---- ENTRIES SHOWN

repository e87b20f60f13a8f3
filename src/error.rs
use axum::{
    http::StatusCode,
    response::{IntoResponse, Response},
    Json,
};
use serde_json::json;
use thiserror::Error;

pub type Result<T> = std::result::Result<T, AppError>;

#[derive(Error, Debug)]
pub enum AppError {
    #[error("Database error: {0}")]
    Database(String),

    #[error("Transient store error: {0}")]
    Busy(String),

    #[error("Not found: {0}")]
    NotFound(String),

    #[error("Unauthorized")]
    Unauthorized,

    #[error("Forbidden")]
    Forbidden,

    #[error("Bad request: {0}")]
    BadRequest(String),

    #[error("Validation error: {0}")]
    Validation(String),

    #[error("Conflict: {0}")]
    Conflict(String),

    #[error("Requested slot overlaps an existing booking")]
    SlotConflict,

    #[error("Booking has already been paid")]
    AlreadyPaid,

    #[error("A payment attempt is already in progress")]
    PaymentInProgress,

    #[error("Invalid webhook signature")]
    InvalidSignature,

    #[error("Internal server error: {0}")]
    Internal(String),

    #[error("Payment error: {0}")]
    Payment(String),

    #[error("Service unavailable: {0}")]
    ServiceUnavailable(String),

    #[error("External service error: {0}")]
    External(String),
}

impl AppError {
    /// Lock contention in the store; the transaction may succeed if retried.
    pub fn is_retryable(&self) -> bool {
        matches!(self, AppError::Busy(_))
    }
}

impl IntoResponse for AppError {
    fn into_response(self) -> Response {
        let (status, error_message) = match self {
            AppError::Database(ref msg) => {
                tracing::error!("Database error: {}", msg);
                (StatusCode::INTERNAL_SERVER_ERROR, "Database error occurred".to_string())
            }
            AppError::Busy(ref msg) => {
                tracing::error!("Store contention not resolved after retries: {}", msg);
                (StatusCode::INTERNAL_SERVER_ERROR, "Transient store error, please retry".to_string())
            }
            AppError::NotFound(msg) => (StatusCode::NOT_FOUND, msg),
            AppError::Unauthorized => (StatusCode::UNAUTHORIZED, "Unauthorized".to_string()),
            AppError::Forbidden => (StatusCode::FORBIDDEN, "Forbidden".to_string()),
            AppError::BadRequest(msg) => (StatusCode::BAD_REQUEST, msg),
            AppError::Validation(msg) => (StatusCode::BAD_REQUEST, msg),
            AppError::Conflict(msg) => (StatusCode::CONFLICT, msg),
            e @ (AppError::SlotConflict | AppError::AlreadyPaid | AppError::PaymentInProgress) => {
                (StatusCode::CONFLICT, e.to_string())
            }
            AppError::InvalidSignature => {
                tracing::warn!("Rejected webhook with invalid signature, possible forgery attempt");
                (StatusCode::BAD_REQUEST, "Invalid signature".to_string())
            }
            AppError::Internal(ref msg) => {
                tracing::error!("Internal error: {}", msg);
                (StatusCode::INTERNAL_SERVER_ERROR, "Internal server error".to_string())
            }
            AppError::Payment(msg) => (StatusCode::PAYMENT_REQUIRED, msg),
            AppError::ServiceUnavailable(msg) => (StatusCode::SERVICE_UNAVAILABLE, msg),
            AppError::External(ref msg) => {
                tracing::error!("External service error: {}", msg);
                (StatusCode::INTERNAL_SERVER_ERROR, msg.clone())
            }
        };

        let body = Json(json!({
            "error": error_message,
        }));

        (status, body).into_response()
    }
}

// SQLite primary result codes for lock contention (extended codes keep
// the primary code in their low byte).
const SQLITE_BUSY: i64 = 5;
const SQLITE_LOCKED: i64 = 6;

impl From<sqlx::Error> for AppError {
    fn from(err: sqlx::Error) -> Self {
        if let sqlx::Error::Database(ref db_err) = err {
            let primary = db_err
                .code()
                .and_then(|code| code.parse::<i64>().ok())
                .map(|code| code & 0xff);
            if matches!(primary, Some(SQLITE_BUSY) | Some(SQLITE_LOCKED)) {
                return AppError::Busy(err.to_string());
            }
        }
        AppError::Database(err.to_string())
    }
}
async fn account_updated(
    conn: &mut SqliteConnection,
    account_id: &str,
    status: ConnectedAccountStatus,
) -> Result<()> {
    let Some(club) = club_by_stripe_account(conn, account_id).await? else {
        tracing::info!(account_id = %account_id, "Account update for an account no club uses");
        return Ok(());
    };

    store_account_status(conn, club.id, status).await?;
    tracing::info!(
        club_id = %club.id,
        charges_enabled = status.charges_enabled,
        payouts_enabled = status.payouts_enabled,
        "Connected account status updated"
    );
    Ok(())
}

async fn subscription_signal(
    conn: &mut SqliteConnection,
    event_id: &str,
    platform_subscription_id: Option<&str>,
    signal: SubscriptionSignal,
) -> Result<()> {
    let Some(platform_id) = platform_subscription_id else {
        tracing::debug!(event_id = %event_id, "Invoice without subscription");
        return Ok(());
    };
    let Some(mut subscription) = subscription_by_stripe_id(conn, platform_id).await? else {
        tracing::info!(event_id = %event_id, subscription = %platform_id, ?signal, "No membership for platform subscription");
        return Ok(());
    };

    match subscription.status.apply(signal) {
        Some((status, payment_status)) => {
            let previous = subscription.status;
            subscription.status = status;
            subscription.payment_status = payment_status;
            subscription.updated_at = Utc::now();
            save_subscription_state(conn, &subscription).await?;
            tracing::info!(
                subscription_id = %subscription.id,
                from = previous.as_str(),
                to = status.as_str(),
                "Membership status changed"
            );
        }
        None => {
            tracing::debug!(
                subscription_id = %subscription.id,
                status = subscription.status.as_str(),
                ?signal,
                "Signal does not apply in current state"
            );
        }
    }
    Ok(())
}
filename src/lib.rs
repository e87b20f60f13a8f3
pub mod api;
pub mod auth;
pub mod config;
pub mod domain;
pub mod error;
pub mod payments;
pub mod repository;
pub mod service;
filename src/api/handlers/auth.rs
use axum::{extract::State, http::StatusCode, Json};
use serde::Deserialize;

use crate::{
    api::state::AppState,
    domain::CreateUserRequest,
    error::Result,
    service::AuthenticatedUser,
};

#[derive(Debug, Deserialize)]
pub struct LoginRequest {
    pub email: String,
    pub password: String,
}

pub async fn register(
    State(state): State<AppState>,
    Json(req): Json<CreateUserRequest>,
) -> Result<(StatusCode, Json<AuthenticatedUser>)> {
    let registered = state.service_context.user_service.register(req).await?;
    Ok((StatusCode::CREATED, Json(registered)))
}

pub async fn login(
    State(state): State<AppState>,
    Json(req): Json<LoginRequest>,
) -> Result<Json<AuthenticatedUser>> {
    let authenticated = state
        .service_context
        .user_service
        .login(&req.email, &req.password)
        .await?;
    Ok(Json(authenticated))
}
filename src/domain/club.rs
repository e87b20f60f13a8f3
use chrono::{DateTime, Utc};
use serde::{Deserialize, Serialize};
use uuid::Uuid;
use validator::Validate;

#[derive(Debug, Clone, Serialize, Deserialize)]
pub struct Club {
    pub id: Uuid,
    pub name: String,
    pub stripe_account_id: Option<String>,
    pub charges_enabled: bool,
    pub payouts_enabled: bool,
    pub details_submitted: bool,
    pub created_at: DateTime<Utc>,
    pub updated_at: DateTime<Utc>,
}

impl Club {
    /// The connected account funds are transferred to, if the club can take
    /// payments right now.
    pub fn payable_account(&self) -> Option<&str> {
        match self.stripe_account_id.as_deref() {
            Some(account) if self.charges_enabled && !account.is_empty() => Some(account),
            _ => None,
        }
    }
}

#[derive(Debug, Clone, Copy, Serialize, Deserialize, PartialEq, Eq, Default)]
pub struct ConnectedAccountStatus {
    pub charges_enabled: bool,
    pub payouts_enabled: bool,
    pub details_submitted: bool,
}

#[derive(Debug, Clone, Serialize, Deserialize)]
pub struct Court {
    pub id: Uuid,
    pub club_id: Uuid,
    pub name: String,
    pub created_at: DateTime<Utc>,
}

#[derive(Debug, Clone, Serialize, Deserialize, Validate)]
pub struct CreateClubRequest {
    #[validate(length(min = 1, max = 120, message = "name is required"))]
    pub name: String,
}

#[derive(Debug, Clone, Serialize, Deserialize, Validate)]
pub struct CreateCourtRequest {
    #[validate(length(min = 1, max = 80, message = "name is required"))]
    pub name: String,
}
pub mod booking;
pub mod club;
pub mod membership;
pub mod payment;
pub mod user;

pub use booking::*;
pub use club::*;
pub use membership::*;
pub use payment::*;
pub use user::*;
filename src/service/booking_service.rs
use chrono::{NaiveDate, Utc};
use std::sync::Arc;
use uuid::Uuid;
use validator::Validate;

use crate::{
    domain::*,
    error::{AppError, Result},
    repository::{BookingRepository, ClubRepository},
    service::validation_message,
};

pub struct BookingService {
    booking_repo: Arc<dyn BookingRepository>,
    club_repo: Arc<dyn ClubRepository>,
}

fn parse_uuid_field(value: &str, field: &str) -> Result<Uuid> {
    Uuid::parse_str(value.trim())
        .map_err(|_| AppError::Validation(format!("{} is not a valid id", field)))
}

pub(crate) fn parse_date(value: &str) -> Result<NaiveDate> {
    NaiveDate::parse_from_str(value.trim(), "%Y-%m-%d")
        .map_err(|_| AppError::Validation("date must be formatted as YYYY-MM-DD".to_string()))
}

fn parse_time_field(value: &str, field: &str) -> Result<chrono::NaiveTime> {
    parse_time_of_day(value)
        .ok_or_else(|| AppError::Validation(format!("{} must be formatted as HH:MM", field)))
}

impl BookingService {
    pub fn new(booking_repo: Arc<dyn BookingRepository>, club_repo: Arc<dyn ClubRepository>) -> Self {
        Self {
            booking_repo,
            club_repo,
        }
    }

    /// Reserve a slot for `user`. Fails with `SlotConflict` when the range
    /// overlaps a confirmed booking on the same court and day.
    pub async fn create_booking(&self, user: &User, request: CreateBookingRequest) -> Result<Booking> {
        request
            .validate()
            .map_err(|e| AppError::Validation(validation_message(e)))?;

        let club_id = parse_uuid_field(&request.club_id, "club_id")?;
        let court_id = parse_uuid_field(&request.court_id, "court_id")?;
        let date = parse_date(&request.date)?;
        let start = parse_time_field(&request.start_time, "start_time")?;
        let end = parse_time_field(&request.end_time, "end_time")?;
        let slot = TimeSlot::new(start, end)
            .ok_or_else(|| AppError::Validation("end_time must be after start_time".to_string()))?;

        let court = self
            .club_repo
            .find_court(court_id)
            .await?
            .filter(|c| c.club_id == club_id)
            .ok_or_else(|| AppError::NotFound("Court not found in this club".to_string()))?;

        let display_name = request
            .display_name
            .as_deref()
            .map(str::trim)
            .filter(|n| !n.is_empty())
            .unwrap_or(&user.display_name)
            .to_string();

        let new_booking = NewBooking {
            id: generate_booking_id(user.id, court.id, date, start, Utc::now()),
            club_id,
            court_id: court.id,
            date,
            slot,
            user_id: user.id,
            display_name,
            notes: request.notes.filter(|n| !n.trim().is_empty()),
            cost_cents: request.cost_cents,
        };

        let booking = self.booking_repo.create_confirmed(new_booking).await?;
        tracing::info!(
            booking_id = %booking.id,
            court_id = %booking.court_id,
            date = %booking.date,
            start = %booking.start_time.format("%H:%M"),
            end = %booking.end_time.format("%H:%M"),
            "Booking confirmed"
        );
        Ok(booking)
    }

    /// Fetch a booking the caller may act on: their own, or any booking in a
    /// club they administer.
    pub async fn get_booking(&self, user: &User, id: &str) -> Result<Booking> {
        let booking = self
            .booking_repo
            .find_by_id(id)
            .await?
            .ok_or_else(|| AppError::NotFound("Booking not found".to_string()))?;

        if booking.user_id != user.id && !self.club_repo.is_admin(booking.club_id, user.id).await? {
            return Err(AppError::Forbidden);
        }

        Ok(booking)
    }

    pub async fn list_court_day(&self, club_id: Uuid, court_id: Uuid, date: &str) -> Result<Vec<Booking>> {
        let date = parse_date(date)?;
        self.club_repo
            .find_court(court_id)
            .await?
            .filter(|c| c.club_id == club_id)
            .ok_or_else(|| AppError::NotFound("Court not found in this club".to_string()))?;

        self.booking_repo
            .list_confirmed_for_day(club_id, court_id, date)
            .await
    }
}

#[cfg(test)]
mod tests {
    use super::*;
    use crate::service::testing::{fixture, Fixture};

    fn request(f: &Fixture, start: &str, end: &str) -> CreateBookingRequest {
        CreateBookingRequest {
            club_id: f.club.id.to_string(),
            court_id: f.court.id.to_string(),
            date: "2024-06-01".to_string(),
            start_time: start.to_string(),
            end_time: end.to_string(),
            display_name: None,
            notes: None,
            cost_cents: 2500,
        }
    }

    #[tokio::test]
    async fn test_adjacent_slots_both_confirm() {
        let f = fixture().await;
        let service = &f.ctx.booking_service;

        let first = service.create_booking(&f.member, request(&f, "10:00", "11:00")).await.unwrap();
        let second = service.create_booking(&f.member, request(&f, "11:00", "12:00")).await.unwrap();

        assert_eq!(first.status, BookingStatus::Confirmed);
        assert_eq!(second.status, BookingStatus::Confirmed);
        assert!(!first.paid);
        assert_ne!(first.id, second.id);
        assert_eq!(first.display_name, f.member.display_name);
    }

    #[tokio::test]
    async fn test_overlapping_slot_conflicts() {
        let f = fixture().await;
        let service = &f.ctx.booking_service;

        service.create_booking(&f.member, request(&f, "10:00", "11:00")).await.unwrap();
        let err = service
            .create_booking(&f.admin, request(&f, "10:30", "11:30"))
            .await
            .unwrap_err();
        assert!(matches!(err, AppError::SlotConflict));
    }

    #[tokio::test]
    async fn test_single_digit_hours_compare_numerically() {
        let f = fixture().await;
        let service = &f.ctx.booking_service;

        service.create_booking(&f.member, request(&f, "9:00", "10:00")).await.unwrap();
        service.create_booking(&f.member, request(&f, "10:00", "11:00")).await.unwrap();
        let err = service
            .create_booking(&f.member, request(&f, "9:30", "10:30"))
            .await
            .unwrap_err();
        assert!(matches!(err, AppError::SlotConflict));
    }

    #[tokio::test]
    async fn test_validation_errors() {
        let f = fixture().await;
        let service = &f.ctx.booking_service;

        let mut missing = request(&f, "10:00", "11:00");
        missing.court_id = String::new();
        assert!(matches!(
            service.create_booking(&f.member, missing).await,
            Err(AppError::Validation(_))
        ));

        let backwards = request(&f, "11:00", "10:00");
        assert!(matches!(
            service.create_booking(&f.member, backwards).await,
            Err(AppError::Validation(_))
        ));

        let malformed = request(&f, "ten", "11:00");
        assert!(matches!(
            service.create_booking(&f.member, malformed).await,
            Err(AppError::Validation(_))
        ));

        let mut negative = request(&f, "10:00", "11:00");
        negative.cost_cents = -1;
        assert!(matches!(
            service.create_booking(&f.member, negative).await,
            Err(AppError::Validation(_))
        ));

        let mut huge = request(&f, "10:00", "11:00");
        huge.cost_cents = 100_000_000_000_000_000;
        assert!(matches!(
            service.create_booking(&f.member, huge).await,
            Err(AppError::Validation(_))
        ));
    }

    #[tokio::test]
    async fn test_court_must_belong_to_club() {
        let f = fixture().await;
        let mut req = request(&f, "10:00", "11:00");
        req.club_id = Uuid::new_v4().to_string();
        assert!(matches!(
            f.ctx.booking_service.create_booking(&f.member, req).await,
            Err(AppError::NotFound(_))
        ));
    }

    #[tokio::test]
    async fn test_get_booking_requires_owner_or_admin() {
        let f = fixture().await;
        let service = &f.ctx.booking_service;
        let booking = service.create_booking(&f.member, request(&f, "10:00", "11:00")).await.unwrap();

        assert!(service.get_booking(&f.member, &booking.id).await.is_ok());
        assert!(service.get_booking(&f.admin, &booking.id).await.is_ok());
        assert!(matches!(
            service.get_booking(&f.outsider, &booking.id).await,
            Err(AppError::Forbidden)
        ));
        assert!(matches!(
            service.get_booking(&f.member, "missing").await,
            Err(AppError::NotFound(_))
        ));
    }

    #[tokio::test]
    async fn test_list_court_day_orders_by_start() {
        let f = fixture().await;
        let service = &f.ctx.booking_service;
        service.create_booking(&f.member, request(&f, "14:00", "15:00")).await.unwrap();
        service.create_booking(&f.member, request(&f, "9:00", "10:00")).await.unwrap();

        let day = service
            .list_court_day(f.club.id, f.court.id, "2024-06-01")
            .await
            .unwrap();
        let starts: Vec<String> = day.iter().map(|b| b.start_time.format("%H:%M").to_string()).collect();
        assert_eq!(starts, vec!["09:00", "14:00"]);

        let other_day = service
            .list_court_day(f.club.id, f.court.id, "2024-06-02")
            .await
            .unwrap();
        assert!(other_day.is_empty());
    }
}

--------

▶ **YOUR OBJECTIVE**
Gather up every line in the data above that contains the word "struct", copying each one.

▶ **EXPECTED ANSWER**
pub struct LoginRequest {
pub struct Club {
pub struct ConnectedAccountStatus {
pub struct Court {
pub struct CreateClubRequest {
pub struct CreateCourtRequest {
pub struct BookingService {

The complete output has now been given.